Not true, says Teknikens Värld. In a spirited retort that may get more traffic than the original story, and Chrysler in trouble with the authorities, Teknikens Värld editor Mattias Rabe writes:

“Prior to the moose test we packed the car with four passengers and sandbags with a combined weight of 602 kilos (1 327 lbs) which is the maximum amount according to the cars certificate of registration that has been provided by Jeep/Chrysler to the Swedish Transport Agency, Transportstyrelsen. We proceeded to our test track to conduct the moose test. We immediately noticed that there was something strange about the car’s behavior – it tended to tip over on two wheels even at low speeds. We accordingly unloaded 100 kilos (220 lbs) out of the car so that the total cargo weight now registered at 502 kilos (1 106 lbs), 100 kilos under Jeep/Chryslers own registered maximum cargo weight. When we hit the track once again – now at the, for the type of vehicle, low speed of 63.5 km/h (39.5 mph) – the car went up on to two wheels and nearly rolled over.”

How the test is conducted: Standard evasive maneuver, no moose needed

Not enough that the Grand Cherokee failed the moose test, something that can seriously impede a car’s career in Europe (ask Daimler about the A-class.) Not enough that Chrysler’s public remarks will have attracted the attention of even the laziest lawyer. Spurned  Teknikens Värld now alleges that Chrysler supplied wrong information to the Swedish government, saying that the car weighs “a full 158 kilos (348 lbs) more than what Jeep/Chrysler claims the car to weigh in the official documentation provided to Swedish authorities.”

Sweden is a member of the EU, the EU has Whole Vehicle Type Approval (a car legal in one EU state is legal in all,) and providing wrong information to one government quickly can turn into a pan-European mess.

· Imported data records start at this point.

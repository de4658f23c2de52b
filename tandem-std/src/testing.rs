//! Testing utilities for Tandem.
//!
//! This module provides listeners that make it easy to assert on what a
//! registry delivered, and in which order.
//!
//! # Features
//!
//! - [`RecordingListener`]: Records a clone of every payload it receives
//! - [`CountingListener`]: Counts invocations
//! - [`FailingListener`]: Always fails with a fixed message
//! - [`OrderRecorder`]: Hands out tagged listeners sharing one call log

use parking_lot::Mutex;
use std::sync::{
    Arc,
    atomic::{AtomicUsize, Ordering},
};
use tandem_core::{BoxError, Callback, Listener};

// ============================================================================
// Recording Listener
// ============================================================================

/// A listener that records all payloads it receives.
///
/// # Example
///
/// ```rust,ignore
/// let recorder = RecordingListener::<Msg>::new();
/// ee.after().on("e1", recorder.clone());
///
/// ee.after().emit("e1", &msg)?;
/// assert_eq!(recorder.payloads(), vec![msg]);
/// ```
pub struct RecordingListener<A: Clone> {
    payloads: Arc<Mutex<Vec<A>>>,
}

impl<A: Clone> RecordingListener<A> {
    /// Create a new recording listener.
    pub fn new() -> Self {
        Self {
            payloads: Arc::new(Mutex::new(Vec::new())),
        }
    }

    /// Get a clone of the recorded payloads.
    pub fn payloads(&self) -> Vec<A> {
        self.payloads.lock().clone()
    }

    /// Get the number of recorded payloads.
    pub fn count(&self) -> usize {
        self.payloads.lock().len()
    }

    /// Clear all recorded payloads.
    pub fn clear(&self) {
        self.payloads.lock().clear();
    }
}

impl<A: Clone> Default for RecordingListener<A> {
    fn default() -> Self {
        Self::new()
    }
}

impl<A: Clone> Clone for RecordingListener<A> {
    fn clone(&self) -> Self {
        Self {
            payloads: self.payloads.clone(),
        }
    }
}

impl<A: Clone + Send + 'static> Callback<A> for RecordingListener<A> {
    fn call(&self, payload: &A) -> Result<(), BoxError> {
        self.payloads.lock().push(payload.clone());
        Ok(())
    }
}

// ============================================================================
// Counting Listener
// ============================================================================

/// A listener that counts invocations.
///
/// Clones share the counter.
#[derive(Clone, Default)]
pub struct CountingListener {
    count: Arc<AtomicUsize>,
}

impl CountingListener {
    /// Create a new counting listener.
    pub fn new() -> Self {
        Self::default()
    }

    /// Get the current count.
    pub fn count(&self) -> usize {
        self.count.load(Ordering::SeqCst)
    }

    /// Reset the counter.
    pub fn reset(&self) {
        self.count.store(0, Ordering::SeqCst);
    }
}

impl<A> Callback<A> for CountingListener {
    fn call(&self, _payload: &A) -> Result<(), BoxError> {
        self.count.fetch_add(1, Ordering::SeqCst);
        Ok(())
    }
}

// ============================================================================
// Failing Listener
// ============================================================================

/// A listener that fails every time it is called.
#[derive(Debug, Clone)]
pub struct FailingListener {
    message: String,
}

impl FailingListener {
    /// Create a listener failing with `message`.
    pub fn new(message: impl Into<String>) -> Self {
        Self {
            message: message.into(),
        }
    }
}

impl<A> Callback<A> for FailingListener {
    fn call(&self, _payload: &A) -> Result<(), BoxError> {
        Err(self.message.clone().into())
    }
}

// ============================================================================
// Order Recorder
// ============================================================================

/// A shared log of listener tags, in call order.
///
/// # Example
///
/// ```rust,ignore
/// let order = OrderRecorder::new();
/// ee.before().on("e", order.listener("a"));
/// ee.before().on("e", order.listener("b"));
///
/// ee.before().emit("e", &())?;
/// assert_eq!(order.calls(), vec!["a", "b"]);
/// ```
#[derive(Clone, Default)]
pub struct OrderRecorder {
    calls: Arc<Mutex<Vec<&'static str>>>,
}

impl OrderRecorder {
    /// Create an empty recorder.
    pub fn new() -> Self {
        Self::default()
    }

    /// A new listener that logs `tag` each time it is called.
    pub fn listener<A: 'static>(&self, tag: &'static str) -> Listener<A> {
        let calls = self.calls.clone();
        Listener::new(move |_: &A| calls.lock().push(tag))
    }

    /// Tags in the order they were logged.
    pub fn calls(&self) -> Vec<&'static str> {
        self.calls.lock().clone()
    }

    /// Forget everything logged so far.
    pub fn clear(&self) {
        self.calls.lock().clear();
    }
}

Chrysler’s reaction, including the recommendation that Teknikens Värld editors take “phosphorous tablets, “a well-known supplement to support brain and memory” is mean spirited , and it is guaranteed to produce lots of bad PR.

Some may notice that the tires are in a perilous state on that picture. Teknikens Värld says the moose test was “conducted with the correct tire pressure for maximum load according to the recommendations provided by Jeep/Chrysler via a sticker on the car’s B-pillar.”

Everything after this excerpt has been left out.